NERA Petition Seeks to End State Net Metering
The New England Ratepayers Association has filed petition with the Federal Energy Regulatory Commission to end the ability of states to pass on the costs of roof top solar panel installations to ratepayers in general.
The New England Ratepayers Association (NERA) has filed petition with the Federal Energy Regulatory Commission (FERC) to end the ability of states to pass on the costs of roof top solar panel installations to ratepayers in general.
NERA’s petition asks FERC to “declare that there is exclusive federal jurisdiction over wholesale energy sales from generation sources located on the customer side of the retail meter.” If FERC grants the April 14 petition it could have a major effect on “net metering” laws throughout the country, possibly leading to their demise, as NERA wants the agency to “find unlawful, and therefore reject, state net metering laws which assert jurisdiction over such wholesale sales.”
Socializing Solar Energy Costs
Net metering laws, adopted in 41 states, require utilities to purchase excess electricity from households with their own electricity generation source, the “customer side of the retail meter,” at the retail prices ratepayers pay for electricity. Usually these generation sources are rooftop solar panels.
Utilities typically buy electricity wholesale or generate it on their own, so the power they purchase from “distributed-generation” sources, like roof-top solar panels, as opposed to centralized large power plants serving providing power for many customers, costs them more, costs they pass on to other ratepayers in the form of higher prices.
In addition, managing power from roof-top solar sources and other distributed sources connected to the grid requires special equipment to regulate electricity flowing two ways, costs which, under net metering laws, are paid by ratepayers in general rather than customers or companies who have installed or operate distributed generation sources.
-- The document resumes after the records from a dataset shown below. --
/// After a mutation of `key`, fan out to every subscribed connection:
/// a fresh privacy-filtered snapshot, then the outbound sync loop.
pub(crate) fn broadcast(shared: &mut Shared, key: &DocKey) {
    let Shared { docs, conns } = shared;
    let Some(doc_state) = docs.get_mut(key) else {
        return;
    };
    for conn in conns.values_mut() {
        let Some(sub) = conn.subs.get_mut(key) else {
            continue;
        };
        match project::snapshot_for(&doc_state.doc, key, &conn.user) {
            Ok(snapshot) => {
                let _ = conn.tx.send(ServerMsg::Snapshot {
                    doc: key.clone(),
                    state: snapshot,
                });
            }
            Err(e) => {
                error!("failed to project {key}: {e:#}");
                continue;
            }
        }
        if let Some(sync_state) = sub.sync.as_mut() {
            for data in sync::generate(&mut doc_state.doc, sync_state) {
                let _ = conn.tx.send(ServerMsg::Sync {
                    doc: key.clone(),
                    data,
                });
            }
        }
    }
}
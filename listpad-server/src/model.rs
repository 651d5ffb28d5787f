//! Plain-data views of the CRDT documents.
//!
//! The wire snapshots and the domain actions both work in terms of
//! these structs; collaborative-text fields are rendered to plain
//! strings when decoding.

use anyhow::Result;
use automerge::{AutoCommit, ObjId, ObjType, ROOT, ReadDoc, Value};
use chrono::{SecondsFormat, Utc};
use serde::{Deserialize, Serialize};

use crate::doc;
use crate::ids::{BulletinId, ItemId, ListId, UserId};

/// Longest name/label and plain optional string, in characters.
pub const MAX_SHORT_TEXT: usize = 200;
/// Longest notes and bulletin text, in characters.
pub const MAX_LONG_TEXT: usize = 2000;
/// Most owned non-archived lists per user.
pub const MAX_OWNED_LISTS: usize = 200;
/// Most items per list.
pub const MAX_ITEMS_PER_LIST: usize = 1000;

/// Who may see a list or bulletin.
#[derive(Debug, Clone, Copy, PartialEq, Eq, Serialize, Deserialize)]
#[serde(rename_all = "snake_case")]
pub enum Visibility {
    /// Every signed-in user.
    Public,
    /// Owner and explicit collaborators (lists), or the author (bulletins).
    Private,
}

impl Visibility {
    fn as_str(self) -> &'static str {
        match self {
            Visibility::Public => "public",
            Visibility::Private => "private",
        }
    }
}

/// Registry entry describing one collaborative list.
#[derive(Debug, Clone, Serialize)]
#[serde(rename_all = "camelCase")]
pub struct ListEntry {
    pub id: ListId,
    pub owner_id: UserId,
    pub name: String,
    pub created_at: String,
    #[serde(skip_serializing_if = "Option::is_none")]
    pub updated_at: Option<String>,
    pub visibility: Visibility,
    pub collaborators: Vec<UserId>,
    pub archived: bool,
}

/// One item of a list document.
#[derive(Debug, Clone, Serialize)]
#[serde(rename_all = "camelCase")]
pub struct Item {
    pub id: ItemId,
    pub label: String,
    pub created_at: String,
    pub added_by: UserId,
    #[serde(skip_serializing_if = "Option::is_none")]
    pub quantity: Option<String>,
    #[serde(skip_serializing_if = "Option::is_none")]
    pub vendor: Option<String>,
    #[serde(skip_serializing_if = "Option::is_none")]
    pub notes: Option<String>,
    pub checked: bool,
}

/// One bulletin-board post.
#[derive(Debug, Clone, Serialize)]
#[serde(rename_all = "camelCase")]
pub struct Bulletin {
    pub id: BulletinId,
    pub author_id: UserId,
    pub text: String,
    pub created_at: String,
    #[serde(skip_serializing_if = "Option::is_none")]
    pub edited_at: Option<String>,
    pub visibility: Visibility,
}

/// Current wall clock as ISO-8601 UTC. Cosmetic only; the CRDT
/// resolves ordering between concurrent edits.
pub fn now_iso() -> String {
    Utc::now().to_rfc3339_opts(SecondsFormat::Millis, true)
}

pub(crate) fn parse_visibility(s: &str) -> Visibility {
    match s {
        "private" => Visibility::Private,
        _ => Visibility::Public,
    }
}

pub(crate) fn visibility_str(v: Visibility) -> &'static str {
    v.as_str()
}

fn read_entry(doc: &AutoCommit, obj: &ObjId) -> Option<ListEntry> {
    Some(ListEntry {
        id: ListId::from(doc::get_str(doc, obj, "id")?),
        owner_id: UserId::from(doc::get_str(doc, obj, "ownerId")?),
        name: doc::get_text(doc, obj, "name")?,
        created_at: doc::get_str(doc, obj, "createdAt")?,
        updated_at: doc::get_str(doc, obj, "updatedAt"),
        visibility: parse_visibility(&doc::get_str(doc, obj, "visibility")?),
        collaborators: doc::get_str_seq(doc, obj, "collaborators")
            .into_iter()
            .map(UserId::from)
            .collect(),
        archived: doc::get_bool(doc, obj, "archived").unwrap_or(false),
    })
}

fn read_item(doc: &AutoCommit, obj: &ObjId) -> Option<Item> {
    Some(Item {
        id: ItemId::from(doc::get_str(doc, obj, "id")?),
        label: doc::get_text(doc, obj, "label")?,
        created_at: doc::get_str(doc, obj, "createdAt")?,
        added_by: UserId::from(doc::get_str(doc, obj, "addedBy")?),
        quantity: doc::get_str(doc, obj, "quantity"),
        vendor: doc::get_str(doc, obj, "vendor"),
        notes: doc::get_text(doc, obj, "notes"),
        checked: doc::get_bool(doc, obj, "checked").unwrap_or(false),
    })
}

fn read_bulletin(doc: &AutoCommit, obj: &ObjId) -> Option<Bulletin> {
    Some(Bulletin {
        id: BulletinId::from(doc::get_str(doc, obj, "id")?),
        author_id: UserId::from(doc::get_str(doc, obj, "authorId")?),
        text: doc::get_text(doc, obj, "text")?,
        created_at: doc::get_str(doc, obj, "createdAt")?,
        edited_at: doc::get_str(doc, obj, "editedAt"),
        visibility: parse_visibility(&doc::get_str(doc, obj, "visibility")?),
    })
}

/// Map elements of a sequence, paired with their true sequence index.
/// Anything that is not a map (which only a misbehaving peer could
/// have synced in) is skipped.
fn map_elements(doc: &AutoCommit, seq: &ObjId) -> Vec<(usize, ObjId)> {
    let mut out = Vec::new();
    for i in 0..doc.length(seq) {
        if let Ok(Some((Value::Object(ObjType::Map), obj))) = doc.get(seq, i) {
            out.push((i, obj));
        }
    }
    out
}

/// All registry entries, in document order.
pub fn read_entries(doc: &AutoCommit) -> Result<Vec<ListEntry>> {
    let lists = doc::root_seq(doc, "lists")?;
    Ok(map_elements(doc, &lists)
        .iter()
        .filter_map(|(_, obj)| read_entry(doc, obj))
        .collect())
}

/// All items of a list document, in document order.
pub fn read_items(doc: &AutoCommit) -> Result<Vec<Item>> {
    let items = doc::root_seq(doc, "items")?;
    Ok(map_elements(doc, &items)
        .iter()
        .filter_map(|(_, obj)| read_item(doc, obj))
        .collect())
}

/// All bulletins, in document order.
pub fn read_bulletins(doc: &AutoCommit) -> Result<Vec<Bulletin>> {
    let bulletins = doc::root_seq(doc, "bulletins")?;
    Ok(map_elements(doc, &bulletins)
        .iter()
        .filter_map(|(_, obj)| read_bulletin(doc, obj))
        .collect())
}

/// The `listId` a list document claims to be.
pub fn read_list_id(doc: &AutoCommit) -> Option<ListId> {
    doc::get_str(doc, &ROOT, "listId").map(ListId::from)
}

/// Locate a registry entry by list id, returning its sequence index
/// and map object.
pub fn find_entry(doc: &AutoCommit, id: &ListId) -> Result<Option<(usize, ObjId)>> {
    let lists = doc::root_seq(doc, "lists")?;
    for (i, obj) in map_elements(doc, &lists) {
        if doc::get_str(doc, &obj, "id").as_deref() == Some(id.as_str()) {
            return Ok(Some((i, obj)));
        }
    }
    Ok(None)
}

/// Locate an item by id, returning its sequence index and map object.
pub fn find_item(doc: &AutoCommit, id: &ItemId) -> Result<Option<(usize, ObjId)>> {
    let items = doc::root_seq(doc, "items")?;
    for (i, obj) in map_elements(doc, &items) {
        if doc::get_str(doc, &obj, "id").as_deref() == Some(id.as_str()) {
            return Ok(Some((i, obj)));
        }
    }
    Ok(None)
}

/// Locate a bulletin by id, returning its sequence index and map object.
pub fn find_bulletin(doc: &AutoCommit, id: &BulletinId) -> Result<Option<(usize, ObjId)>> {
    let bulletins = doc::root_seq(doc, "bulletins")?;
    for (i, obj) in map_elements(doc, &bulletins) {
        if doc::get_str(doc, &obj, "id").as_deref() == Some(id.as_str()) {
            return Ok(Some((i, obj)));
        }
    }
    Ok(None)
}

/// A registry entry cloned out of the document for authorization
/// checks while the document itself is being mutated.
pub fn entry_by_id(doc: &AutoCommit, id: &ListId) -> Result<Option<ListEntry>> {
    match find_entry(doc, id)? {
        Some((_, obj)) => Ok(read_entry(doc, &obj)),
        None => Ok(None),
    }
}

pub(crate) fn entry_from_obj(doc: &AutoCommit, obj: &ObjId) -> Option<ListEntry> {
    read_entry(doc, obj)
}
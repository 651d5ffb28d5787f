//! Filesystem persistence for document blobs.
//!
//! Each document is stored as a single opaque CRDT save:
//! `registry.bin`, `bulletins.bin`, and `lists/<listId>.bin` under the
//! storage root. Replacement is atomic: bytes are written to a
//! uniquely named temp sibling and renamed over the target, so no
//! reader or crash observes a torn file.

use std::path::PathBuf;

use anyhow::{Context, Result};
use rand::random;
use tokio::fs;

use crate::doc::DocKey;

/// Blob storage keyed by document identity.
#[derive(Debug)]
pub struct Store {
    root: PathBuf,
}

impl Store {
    /// Open (creating if needed) a store rooted at `root`.
    pub async fn new(root: PathBuf) -> Result<Self> {
        fs::create_dir_all(root.join("lists"))
            .await
            .with_context(|| format!("failed to create storage at {}", root.display()))?;
        Ok(Self { root })
    }

    /// Open a store in a fresh temporary directory for testing.
    #[cfg(test)]
    pub async fn temporary() -> Result<Self> {
        let root = std::env::temp_dir().join(format!("listpad_{:x}", random::<u64>()));
        Self::new(root).await
    }

    fn path_for(&self, key: &DocKey) -> PathBuf {
        match key {
            DocKey::Registry => self.root.join("registry.bin"),
            DocKey::Bulletins => self.root.join("bulletins.bin"),
            DocKey::List(id) => self.root.join("lists").join(format!("{id}.bin")),
        }
    }

    /// Read the blob stored under `key`, if any.
    pub async fn read(&self, key: &DocKey) -> Result<Option<Vec<u8>>> {
        match fs::read(self.path_for(key)).await {
            Ok(bytes) => Ok(Some(bytes)),
            Err(e) if e.kind() == std::io::ErrorKind::NotFound => Ok(None),
            Err(e) => Err(e).with_context(|| format!("failed to read {key}")),
        }
    }

    /// Atomically replace the blob stored under `key`.
    pub async fn write(&self, key: &DocKey, bytes: &[u8]) -> Result<()> {
        let path = self.path_for(key);
        // Unique temp name per writer so concurrent writers never share one.
        let tmp = path.with_extension(format!("tmp{:08x}", random::<u32>()));
        let bytes = bytes.to_vec();
        let key = key.clone();
        tokio::task::spawn_blocking(move || -> Result<()> {
            if let Err(e) = std::fs::write(&tmp, &bytes) {
                let _ = std::fs::remove_file(&tmp);
                return Err(e).with_context(|| format!("failed to write {key}"));
            }
            if let Err(e) = std::fs::rename(&tmp, &path) {
                let _ = std::fs::remove_file(&tmp);
                return Err(e).with_context(|| format!("failed to replace {key}"));
            }
            Ok(())
        })
        .await??;
        Ok(())
    }

    /// Remove the blob stored under `key`. Missing blobs are not an error.
    pub async fn delete(&self, key: &DocKey) -> Result<()> {
        match fs::remove_file(self.path_for(key)).await {
            Ok(()) => Ok(()),
            Err(e) if e.kind() == std::io::ErrorKind::NotFound => Ok(()),
            Err(e) => Err(e).with_context(|| format!("failed to delete {key}")),
        }
    }
}

#[cfg(test)]
impl Drop for Store {
    fn drop(&mut self) {
        // Clean up temporary storage directories on drop.
        if self.root.parent() == Some(std::env::temp_dir().as_path()) {
            let _ = std::fs::remove_dir_all(&self.root);
        }
    }
}
//! genvar-geno: Genotype and input-file access for genvar
//!
//! Provides the byte-per-genotype marker store with scoped sequential
//! passes, PLINK conversion into that store, kernel matrix I/O and the
//! phenotype/covariate table reader.

pub mod kernel_io;
pub mod phenotype;
pub mod plink;
pub mod sample;
pub mod store;

pub use store::{ByteCoding, GenotypeStore, MarkerPass, MarkerSelection, StoreMetadata};
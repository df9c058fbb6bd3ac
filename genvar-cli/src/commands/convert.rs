//! Convert PLINK bed/bim/fam into a byte-per-genotype store.
//!
//! genvar convert --bfile data --out data_store

use std::path::PathBuf;

use anyhow::Result;
use clap::Args;
use tracing::info;

use genvar_geno::plink::PlinkReader;
use genvar_geno::ByteCoding;

use super::with_suffix;

#[derive(Args)]
pub struct ConvertArgs {
    /// PLINK file prefix (bed/bim/fam)
    #[arg(long)]
    bfile: PathBuf,

    /// Output prefix; writes <out>.raw and <out>.meta.json
    #[arg(long)]
    out: PathBuf,

    /// Write plain 0/1/2 bytes and reject missing genotypes
    #[arg(long, default_value = "false")]
    plain: bool,
}

pub fn run(args: ConvertArgs) -> Result<()> {
    let coding = if args.plain {
        ByteCoding::plain()
    } else {
        ByteCoding::default()
    };
    info!("=== genvar convert ===");
    info!("PLINK prefix: {}", args.bfile.display());

    let plink = PlinkReader::new(&args.bfile)?;
    let raw = with_suffix(&args.out, ".raw");
    let meta = with_suffix(&args.out, ".meta.json");
    let store = plink.convert_to_store(&raw, &meta, coding)?;

    info!(
        "Store: {} individuals x {} markers, metadata at {}",
        store.n_individuals(),
        store.n_markers(),
        meta.display()
    );
    Ok(())
}
//! REML through an external executable.
//!
//! Inputs are written into a work directory as raw little-endian f64 files
//! plus a `param.txt`; the executable is started with the work directory as
//! its only argument and leaves whitespace-separated text files behind:
//!
//! | file | contents |
//! |---|---|
//! | `llik.txt` | REML log-likelihood |
//! | `theta.txt` | k+1 variance components |
//! | `theta_cov.txt` | (k+1)^2 covariance entries, row-major |
//! | `beta.txt` | p fixed effects |
//! | `beta_cov.txt` | p^2 covariance entries, row-major |
//! | `py.txt` | n entries of Py |
//! | `trpg.txt`, `trvg.txt` | k traces each |
//! | `niter.txt` | iteration count |

use std::fs::File;
use std::io::{BufWriter, Write};
use std::path::{Path, PathBuf};
use std::process::Command;

use genvar_linalg::DenseMatrix;
use tracing::{debug, info, warn};

use super::ai_reml::default_theta;
use super::{validate_inputs, RemlConfig, RemlEstimates, RemlFit, VarianceEstimator};
use crate::error::{GenvarError, Result};

/// Out-of-process variance component estimator.
#[derive(Debug, Clone)]
pub struct ExternalReml {
    pub executable: PathBuf,
    pub work_dir: PathBuf,
    pub threads: usize,
    pub config: RemlConfig,
}

fn io_error(path: &Path, err: impl std::fmt::Display) -> GenvarError {
    GenvarError::ExternalEstimator(format!("{}: {}", path.display(), err))
}

fn write_f64s(path: &Path, values: impl IntoIterator<Item = f64>) -> Result<()> {
    let file = File::create(path).map_err(|e| io_error(path, e))?;
    let mut w = BufWriter::new(file);
    for v in values {
        w.write_all(&v.to_le_bytes()).map_err(|e| io_error(path, e))?;
    }
    w.flush().map_err(|e| io_error(path, e))
}

fn read_numbers(path: &Path, expected: usize) -> Result<Vec<f64>> {
    let text = std::fs::read_to_string(path).map_err(|e| io_error(path, e))?;
    let values = text
        .split_whitespace()
        .map(|t| t.parse::<f64>().map_err(|e| io_error(path, format!("{} ({:?})", e, t))))
        .collect::<Result<Vec<f64>>>()?;
    if values.len() != expected {
        return Err(io_error(
            path,
            format!("expected {} values, found {}", expected, values.len()),
        ));
    }
    Ok(values)
}

impl ExternalReml {
    pub fn new(executable: impl Into<PathBuf>, work_dir: impl Into<PathBuf>) -> Self {
        Self {
            executable: executable.into(),
            work_dir: work_dir.into(),
            threads: 1,
            config: RemlConfig::default(),
        }
    }

    /// Write `y.bin`, `X.bin`, `G{i}.bin` and `param.txt`.
    pub fn write_inputs(
        &self,
        y: &[f64],
        x: Option<&DenseMatrix>,
        kernels: &[DenseMatrix],
        initial_theta: &[f64],
    ) -> Result<()> {
        std::fs::create_dir_all(&self.work_dir).map_err(|e| io_error(&self.work_dir, e))?;
        let dir = &self.work_dir;
        let p = x.map_or(0, |x| x.ncols());

        write_f64s(&dir.join("y.bin"), y.iter().copied())?;
        write_f64s(
            &dir.join("X.bin"),
            x.map(|x| x.to_col_major()).unwrap_or_default(),
        )?;

        let mut kernel_files = Vec::with_capacity(kernels.len());
        for (i, g) in kernels.iter().enumerate() {
            let name = format!("G{}.bin", i + 1);
            write_f64s(&dir.join(&name), g.to_packed_upper())?;
            kernel_files.push(name);
        }

        let theta0 = initial_theta
            .iter()
            .map(|t| format!("{:e}", t))
            .collect::<Vec<_>>()
            .join(" ");
        let mut param = format!(
            "{}\n{}\n{}\n{}\n{}\n{}\n{:e}\n",
            y.len(),
            p,
            kernels.len() + 1,
            self.config.max_iter,
            self.threads.max(1),
            theta0,
            self.config.tol
        );
        for name in &kernel_files {
            param.push_str(name);
            param.push('\n');
        }
        let param_path = dir.join("param.txt");
        std::fs::write(&param_path, param).map_err(|e| io_error(&param_path, e))?;
        debug!("Wrote external REML inputs to {}", dir.display());
        Ok(())
    }

    fn run(&self) -> Result<()> {
        info!(
            "Running external REML: {} {}",
            self.executable.display(),
            self.work_dir.display()
        );
        let status = Command::new(&self.executable)
            .arg(&self.work_dir)
            .current_dir(&self.work_dir)
            .status()
            .map_err(|e| io_error(&self.executable, e))?;
        if !status.success() {
            return Err(GenvarError::ExternalEstimator(format!(
                "{} exited with {}",
                self.executable.display(),
                status
            )));
        }
        Ok(())
    }

    /// Parse the output files into a [`RemlFit`].
    pub fn read_outputs(
        &self,
        y: &[f64],
        x: Option<&DenseMatrix>,
        kernels: &[DenseMatrix],
    ) -> Result<RemlFit> {
        let dir = &self.work_dir;
        let n = y.len();
        let k = kernels.len();
        let p = x.map_or(0, |x| x.ncols());

        let log_likelihood = read_numbers(&dir.join("llik.txt"), 1)?[0];
        let theta = read_numbers(&dir.join("theta.txt"), k + 1)?;
        let theta_cov = DenseMatrix::from_row_major(
            k + 1,
            k + 1,
            &read_numbers(&dir.join("theta_cov.txt"), (k + 1) * (k + 1))?,
        );
        let fixed_effects = read_numbers(&dir.join("beta.txt"), p)?;
        let fixed_effect_cov =
            DenseMatrix::from_row_major(p, p, &read_numbers(&dir.join("beta_cov.txt"), p * p)?);
        let py = read_numbers(&dir.join("py.txt"), n)?;
        let trace_pg = read_numbers(&dir.join("trpg.txt"), k)?;
        let trace_vg = read_numbers(&dir.join("trvg.txt"), k)?;
        let iterations = read_numbers(&dir.join("niter.txt"), 1)?[0] as usize;

        let converged = iterations < self.config.max_iter;
        if !converged {
            warn!(
                "External REML stopped at the iteration limit ({})",
                self.config.max_iter
            );
        }

        Ok(RemlFit::assemble(
            y,
            x,
            kernels,
            RemlEstimates {
                theta,
                theta_cov,
                log_likelihood,
                fixed_effects,
                fixed_effect_cov,
                py,
                vy: None,
                y_vinv_y: None,
                trace_pg,
                trace_vg,
                iterations,
                final_delta: f64::NAN,
                converged,
            },
        ))
    }
}

impl VarianceEstimator for ExternalReml {
    fn estimate(
        &self,
        y: &[f64],
        x: Option<&DenseMatrix>,
        kernels: &[DenseMatrix],
        initial_theta: Option<&[f64]>,
    ) -> Result<RemlFit> {
        validate_inputs(y, x, kernels, initial_theta, &self.config)?;
        let theta0 = match initial_theta {
            Some(t) => t.to_vec(),
            None => default_theta(y, kernels.len() + 1),
        };
        self.write_inputs(y, x, kernels, &theta0)?;
        self.run()?;
        self.read_outputs(y, x, kernels)
    }
}

#[cfg(test)]
mod tests {
    use super::*;

    fn read_f64s(path: &Path) -> Vec<f64> {
        std::fs::read(path)
            .unwrap()
            .chunks_exact(8)
            .map(|c| f64::from_le_bytes(c.try_into().unwrap()))
            .collect()
    }

    #[test]
    fn test_input_files() {
        let dir = tempfile::tempdir().unwrap();
        let est = ExternalReml::new("/nonexistent/reml", dir.path());
        let y = vec![1.0, 2.0, 3.0];
        let x = DenseMatrix::from_row_major(3, 1, &[1.0, 1.0, 1.0]);
        let g = DenseMatrix::from_row_major(3, 3, &[1.0, 0.5, 0.0, 0.5, 1.0, 0.2, 0.0, 0.2, 1.0]);
        est.write_inputs(&y, Some(&x), &[g], &[0.5, 0.5]).unwrap();

        assert_eq!(read_f64s(&dir.path().join("y.bin")), y);
        assert_eq!(read_f64s(&dir.path().join("X.bin")), vec![1.0, 1.0, 1.0]);
        assert_eq!(
            read_f64s(&dir.path().join("G1.bin")),
            vec![1.0, 0.5, 0.0, 1.0, 0.2, 1.0]
        );

        let param = std::fs::read_to_string(dir.path().join("param.txt")).unwrap();
        let lines: Vec<&str> = param.lines().collect();
        assert_eq!(&lines[..5], &["3", "1", "2", "100", "1"]);
        assert_eq!(lines[7], "G1.bin");
    }

    #[test]
    fn test_parse_outputs() {
        let dir = tempfile::tempdir().unwrap();
        let est = ExternalReml::new("/nonexistent/reml", dir.path());
        let d = dir.path();
        std::fs::write(d.join("llik.txt"), "-12.5\n").unwrap();
        std::fs::write(d.join("theta.txt"), "2.0 1.0\n").unwrap();
        std::fs::write(d.join("theta_cov.txt"), "0.1 0.0\n0.0 0.2\n").unwrap();
        std::fs::write(d.join("beta.txt"), "4.0\n").unwrap();
        std::fs::write(d.join("beta_cov.txt"), "0.3\n").unwrap();
        std::fs::write(d.join("py.txt"), "0.5 -0.5 0.0\n").unwrap();
        std::fs::write(d.join("trpg.txt"), "1.5\n").unwrap();
        std::fs::write(d.join("trvg.txt"), "1.7\n").unwrap();
        std::fs::write(d.join("niter.txt"), "6\n").unwrap();

        let y = vec![5.0, 3.0, 4.0];
        let x = DenseMatrix::from_row_major(3, 1, &[1.0, 1.0, 1.0]);
        let g = DenseMatrix::identity(3);
        let fit = est.read_outputs(&y, Some(&x), &[g]).unwrap();

        assert_eq!(fit.theta, vec![2.0, 1.0]);
        assert_eq!(fit.iterations, 6);
        assert!(fit.converged);
        assert_eq!(fit.fitted, vec![4.0, 4.0, 4.0]);
        // u = theta_1 * G * Py
        assert_eq!(fit.random_effects[0], vec![1.0, -1.0, 0.0]);
        assert_eq!(fit.predicted, vec![5.0, 3.0, 4.0]);
        assert_eq!(fit.residuals, vec![0.0, 0.0, 0.0]);
        assert!((fit.theta_cov.get(1, 1) - 0.2).abs() < 1e-12);
    }

    #[test]
    fn test_missing_output_is_an_error() {
        let dir = tempfile::tempdir().unwrap();
        let est = ExternalReml::new("/nonexistent/reml", dir.path());
        let err = est.read_outputs(&[1.0, 2.0], None, &[]);
        assert!(matches!(err, Err(GenvarError::ExternalEstimator(_))));
    }

    #[test]
    fn test_missing_executable_is_an_error() {
        let dir = tempfile::tempdir().unwrap();
        let est = ExternalReml::new(dir.path().join("no-such-binary"), dir.path());
        let g = DenseMatrix::identity(3);
        let err = est.estimate(&[1.0, 2.0, 4.0], None, &[g], None);
        assert!(matches!(err, Err(GenvarError::ExternalEstimator(_))));
    }
}
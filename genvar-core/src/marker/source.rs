//! Column access for the sweep engine.
//!
//! A solve reads every marker column once per sweep, always through a
//! [`ColumnPass`] opened for that sweep. Resident matrices hand out column
//! copies; genotype stores decode columns from disk.

use genvar_geno::{GenotypeStore, MarkerPass};
use genvar_linalg::DenseMatrix;

use crate::error::{GenvarError, Result};

/// A matrix whose columns can be visited in passes.
pub trait ColumnSource: Sync {
    type Pass<'a>: ColumnPass
    where
        Self: 'a;

    fn n_rows(&self) -> usize;
    fn n_cols(&self) -> usize;
    fn open_pass(&self) -> Result<Self::Pass<'_>>;
}

pub trait ColumnPass {
    /// Write column `j` into `out` (length `n_rows`).
    fn load(&mut self, j: usize, out: &mut [f64]) -> Result<()>;
}

pub struct DensePass<'a> {
    matrix: &'a DenseMatrix,
}

impl ColumnPass for DensePass<'_> {
    fn load(&mut self, j: usize, out: &mut [f64]) -> Result<()> {
        self.matrix.copy_col_into(j, out);
        Ok(())
    }
}

impl ColumnSource for DenseMatrix {
    type Pass<'a> = DensePass<'a>;

    fn n_rows(&self) -> usize {
        self.nrows()
    }

    fn n_cols(&self) -> usize {
        self.ncols()
    }

    fn open_pass(&self) -> Result<DensePass<'_>> {
        Ok(DensePass { matrix: self })
    }
}

/// Standardized marker columns read from a genotype store.
///
/// Column `j` is store marker `markers[j]` restricted to `rows`.
#[derive(Debug, Clone)]
pub struct StreamedColumns<'s> {
    store: &'s GenotypeStore,
    markers: Vec<usize>,
    rows: Vec<usize>,
}

impl<'s> StreamedColumns<'s> {
    /// `markers` must be ascending so each pass only seeks forward.
    pub fn new(store: &'s GenotypeStore, markers: Vec<usize>, rows: Vec<usize>) -> Result<Self> {
        if markers.windows(2).any(|w| w[0] >= w[1]) {
            return Err(GenvarError::InvalidConfig(
                "streamed marker indices must be strictly ascending".into(),
            ));
        }
        if let Some(&last) = markers.last() {
            if last >= store.n_markers() {
                return Err(GenvarError::shape("marker index bound", store.n_markers(), last));
            }
        }
        if let Some(&bad) = rows.iter().find(|&&r| r >= store.n_individuals()) {
            return Err(GenvarError::shape("individual row bound", store.n_individuals(), bad));
        }
        Ok(Self {
            store,
            markers,
            rows,
        })
    }

    pub fn markers(&self) -> &[usize] {
        &self.markers
    }

    pub fn rows(&self) -> &[usize] {
        &self.rows
    }
}

pub struct StreamedPass<'a> {
    pass: MarkerPass<'a>,
    markers: &'a [usize],
    rows: &'a [usize],
}

impl ColumnPass for StreamedPass<'_> {
    fn load(&mut self, j: usize, out: &mut [f64]) -> Result<()> {
        let marker = *self
            .markers
            .get(j)
            .ok_or_else(|| GenvarError::shape("streamed column", self.markers.len(), j))?;
        self.pass.read_standardized(marker, self.rows, out)?;
        Ok(())
    }
}

impl ColumnSource for StreamedColumns<'_> {
    type Pass<'a> = StreamedPass<'a> where Self: 'a;

    fn n_rows(&self) -> usize {
        self.rows.len()
    }

    fn n_cols(&self) -> usize {
        self.markers.len()
    }

    fn open_pass(&self) -> Result<StreamedPass<'_>> {
        Ok(StreamedPass {
            pass: self.store.open_pass()?,
            markers: &self.markers,
            rows: &self.rows,
        })
    }
}

/// W * s, one pass over the columns.
pub fn column_product<S: ColumnSource>(source: &S, s: &[f64]) -> Result<Vec<f64>> {
    if s.len() != source.n_cols() {
        return Err(GenvarError::shape("effect vector", source.n_cols(), s.len()));
    }
    let mut out = vec![0.0; source.n_rows()];
    let mut col = vec![0.0; source.n_rows()];
    let mut pass = source.open_pass()?;
    for (j, &sj) in s.iter().enumerate() {
        if sj == 0.0 {
            continue;
        }
        pass.load(j, &mut col)?;
        for (o, w) in out.iter_mut().zip(&col) {
            *o += w * sj;
        }
    }
    Ok(out)
}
Such cost-shifting is regressive, because rooftop-solar owners have generally higher incomes than others, so lower-income ratepayers end up subsidizing higher-income customers.
“Furthermore, by increasing the amount of intermittent, non-dispatchable power that utilities are required to purchase, higher risk premiums are incorporated into electricity rates—further increasing the cost of electricity to all non-net-metered consumers,” NERA’s petition says. “This cost shift is on the order of hundreds of millions of dollars across the country every year.”
Studies Confirms Cost Shifting
Mutliple studies have demonstrated net-metering laws shift costs from relatively wealthy households to poorer households.
A December 2013 paper from the Harvard Business Law Review Online noted, “net metering causes a re-allocation of transmission, distribution, and reliability costs to those customers who do not own distributed generation.” Another study by the California Public Utilities Commission found customers in the Golden State who have installed net-metering systems going back to 1999 have an average median household income of $91,210, significantly higher than either the state’s median income of $54,283 or the median income of $67,823 in investor-owned utilities service territories.
Legislators should be concerned about the effect of energy policies on low income households, says Marc Brown, president of NERA.
“Any legislator or regulator who purports to care about low-income consumers should be supportive of our petition,” Brown told Daily Energy Insider. “We feel that if FERC rules in our favor, investment capital will flow to far less expensive and more efficient forms of renewable energy generation.
“It will also reduce or eliminate the regressive cost-shifting inherent in full-price net metering compensation schemes—saving ratepayers in New England and nationwide hundreds of millions of dollars,” Brown said. “[Ending net-metering would save] ratepayers hundreds of millions of dollars in New England and billions of dollars nationwide.”
There is no deadline for FERC action on the petition, although the agency has set a May 14 deadline for comments.